(Saved entries)
----

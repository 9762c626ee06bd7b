//! Visitor protocol
//!
//! Visiting is two-phase. A [`Visitor`] walks the set tree and receives one
//! [`Artifacts`](crate::Artifacts) unit per leaf; the caller may schedule
//! finalization work for each unit and later deliver it, in order, to an
//! [`ArtifactVisitor`].

use crate::artifacts::Artifacts;
use arx_artifact::{AttributeContainer, Capability, ComponentId, ResolvableArtifact, ResolveError};
use std::fmt::{self, Display, Formatter};

/// Where a leaf's files come from, used to skip leaves before any work
#[derive(Debug, Clone, PartialEq, Eq, Hash)]
pub enum ArtifactSource {
    /// Files of a resolved component
    Component(ComponentId),

    /// Files of a local file dependency
    LocalFiles(String),

    /// Anything else
    Other,
}

/// Decision returned by [`Visitor::prepare_for_visit`]
#[derive(Debug, Clone, Copy, PartialEq, Eq)]
pub enum VisitType {
    /// Visit the leaf's contents
    Visit,

    /// Skip the leaf without resolving it
    NoContents,
}

/// Display name, attributes and capabilities of the variant an artifact belongs to
#[derive(Debug, Clone, PartialEq, Eq)]
pub struct VariantDescriptor {
    display_name: String,
    component: Option<ComponentId>,
    attributes: AttributeContainer,
    capabilities: Vec<Capability>,
}

impl VariantDescriptor {
    /// Create descriptor
    #[inline]
    #[must_use]
    pub fn new(display_name: impl Into<String>, attributes: AttributeContainer) -> Self {
        Self {
            display_name: display_name.into(),
            component: None,
            attributes,
            capabilities: Vec::new(),
        }
    }

    /// Set owning component
    #[inline]
    #[must_use]
    pub fn with_component(mut self, component: ComponentId) -> Self {
        self.component = Some(component);
        self
    }

    /// Set capabilities
    #[inline]
    #[must_use]
    pub fn with_capabilities(mut self, capabilities: Vec<Capability>) -> Self {
        self.capabilities = capabilities;
        self
    }

    /// Display name
    #[inline]
    #[must_use]
    pub fn display_name(&self) -> &str {
        &self.display_name
    }

    /// Owning component, if any
    #[inline]
    #[must_use]
    pub fn component(&self) -> Option<&ComponentId> {
        self.component.as_ref()
    }

    /// Variant attributes
    #[inline]
    #[must_use]
    pub fn attributes(&self) -> &AttributeContainer {
        &self.attributes
    }

    /// Variant capabilities
    #[inline]
    #[must_use]
    pub fn capabilities(&self) -> &[Capability] {
        &self.capabilities
    }

    /// Source reported to visitors for this variant's leaves
    #[must_use]
    pub fn source(&self) -> ArtifactSource {
        match &self.component {
            Some(component) => ArtifactSource::Component(component.clone()),
            None => ArtifactSource::Other,
        }
    }
}

impl Display for VariantDescriptor {
    fn fmt(&self, f: &mut Formatter<'_>) -> fmt::Result {
        f.write_str(&self.display_name)
    }
}

/// First-phase visitor: walks the tree and receives leaf units
pub trait Visitor {
    /// Called before any work is scheduled for a leaf, in result order
    fn prepare_for_visit(&mut self, source: &ArtifactSource) -> VisitType;

    /// Receive one leaf unit
    fn visit_artifacts(&mut self, artifacts: Artifacts);
}

/// Final, ordered consumer of artifacts and failures
///
/// Artifacts reachable through several graph paths are delivered once per
/// path. Implementations needing unique artifacts deduplicate by
/// [`ResolvableArtifact::id`].
pub trait ArtifactVisitor {
    /// Whether leaves must be visited at all
    fn prepare_for_visit(&mut self, _source: &ArtifactSource) -> VisitType {
        VisitType::Visit
    }

    /// Whether artifact files must be materialized before delivery
    fn requires_files(&self) -> bool {
        true
    }

    /// Receive one artifact
    fn visit_artifact(&mut self, variant: &VariantDescriptor, artifact: &ResolvableArtifact);

    /// Receive one failure
    fn visit_failure(&mut self, failure: &ResolveError);

    /// Called after all artifacts of a leaf were delivered
    fn end_visit_collection(&mut self, _source: &ArtifactSource) {}
}
//! Operation queue backed by a rayon worker pool
//!
//! Operations are enqueued while the caller walks artifact sets and all of
//! them have completed when [`OperationExecutor::run_all`] returns. No order
//! is guaranteed between operations.

use std::cell::RefCell;
use std::fmt::{self, Debug, Formatter};

/// Unit of queued work
pub type Operation = Box<dyn FnOnce() + Send + 'static>;

/// Sink for operations; drained by the owning executor
pub trait OperationQueue {
    /// Enqueue an operation
    fn add(&self, operation: Operation);
}

/// Errors raised while setting up the executor
#[derive(Debug, thiserror::Error)]
pub enum ExecutorError {
    /// Dedicated worker pool could not be created
    #[error("could not build worker pool: {0}")]
    PoolBuild(#[from] rayon::ThreadPoolBuildError),
}

enum ExecutorMode {
    Sequential,
    SharedPool,
    Dedicated(rayon::ThreadPool),
}

/// Submit-and-wait executor for finalization work
pub struct OperationExecutor {
    mode: ExecutorMode,
}

impl OperationExecutor {
    /// Executor running operations on the caller's thread after submission ends
    #[inline]
    #[must_use]
    pub fn sequential() -> Self {
        Self {
            mode: ExecutorMode::Sequential,
        }
    }

    /// Executor using the global rayon pool
    #[inline]
    #[must_use]
    pub fn shared_pool() -> Self {
        Self {
            mode: ExecutorMode::SharedPool,
        }
    }

    /// Executor sized by worker count
    ///
    /// `0` uses the global rayon pool, `1` runs sequentially and any other
    /// value builds a dedicated pool.
    ///
    /// # Errors
    /// Returns error if the dedicated pool cannot be created
    pub fn with_threads(worker_threads: usize) -> Result<Self, ExecutorError> {
        let mode = match worker_threads {
            0 => ExecutorMode::SharedPool,
            1 => ExecutorMode::Sequential,
            n => ExecutorMode::Dedicated(
                rayon::ThreadPoolBuilder::new()
                    .num_threads(n)
                    .thread_name(|i| format!("arx-worker-{i}"))
                    .build()?,
            ),
        };
        Ok(Self { mode })
    }

    /// Whether operations run on worker threads
    #[inline]
    #[must_use]
    pub fn is_parallel(&self) -> bool {
        !matches!(self.mode, ExecutorMode::Sequential)
    }

    /// Run `submit` on the caller's thread, then wait for every operation it queued
    pub fn run_all<F, R>(&self, submit: F) -> R
    where
        F: FnOnce(&dyn OperationQueue) -> R,
    {
        match &self.mode {
            ExecutorMode::Sequential => {
                let queue = SequentialQueue::default();
                let result = submit(&queue);
                queue.drain();
                result
            }
            ExecutorMode::SharedPool => {
                rayon::in_place_scope(|scope| submit(&ScopedQueue { scope }))
            }
            ExecutorMode::Dedicated(pool) => {
                pool.in_place_scope(|scope| submit(&ScopedQueue { scope }))
            }
        }
    }
}

impl Default for OperationExecutor {
    fn default() -> Self {
        Self::shared_pool()
    }
}

impl Debug for OperationExecutor {
    fn fmt(&self, f: &mut Formatter<'_>) -> fmt::Result {
        let mode = match &self.mode {
            ExecutorMode::Sequential => "sequential".to_string(),
            ExecutorMode::SharedPool => "shared-pool".to_string(),
            ExecutorMode::Dedicated(pool) => format!("dedicated({})", pool.current_num_threads()),
        };
        f.debug_struct("OperationExecutor").field("mode", &mode).finish()
    }
}

#[derive(Default)]
struct SequentialQueue {
    pending: RefCell<Vec<Operation>>,
}

impl SequentialQueue {
    fn drain(&self) {
        let operations = self.pending.take();
        for operation in operations {
            operation();
        }
    }
}

impl OperationQueue for SequentialQueue {
    fn add(&self, operation: Operation) {
        self.pending.borrow_mut().push(operation);
    }
}

struct ScopedQueue<'a, 'scope> {
    scope: &'a rayon::Scope<'scope>,
}

impl OperationQueue for ScopedQueue<'_, '_> {
    fn add(&self, operation: Operation) {
        self.scope.spawn(move |_| operation());
    }
}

----

- **Task requirements**
Copy exactly the lines that run from the first line of the data to the line containing "pub struct VariantDescriptor", please, with both ends included and nothing else.

- **Response area**
repository 9762c626ee06bd7b
//! Visitor protocol
//!
//! Visiting is two-phase. A [`Visitor`] walks the set tree and receives one
//! [`Artifacts`](crate::Artifacts) unit per leaf; the caller may schedule
//! finalization work for each unit and later deliver it, in order, to an
//! [`ArtifactVisitor`].

use crate::artifacts::Artifacts;
use arx_artifact::{AttributeContainer, Capability, ComponentId, ResolvableArtifact, ResolveError};
use std::fmt::{self, Display, Formatter};

/// Where a leaf's files come from, used to skip leaves before any work
#[derive(Debug, Clone, PartialEq, Eq, Hash)]
pub enum ArtifactSource {
    /// Files of a resolved component
    Component(ComponentId),

    /// Files of a local file dependency
    LocalFiles(String),

    /// Anything else
    Other,
}

/// Decision returned by [`Visitor::prepare_for_visit`]
#[derive(Debug, Clone, Copy, PartialEq, Eq)]
pub enum VisitType {
    /// Visit the leaf's contents
    Visit,

    /// Skip the leaf without resolving it
    NoContents,
}

/// Display name, attributes and capabilities of the variant an artifact belongs to
#[derive(Debug, Clone, PartialEq, Eq)]
pub struct VariantDescriptor {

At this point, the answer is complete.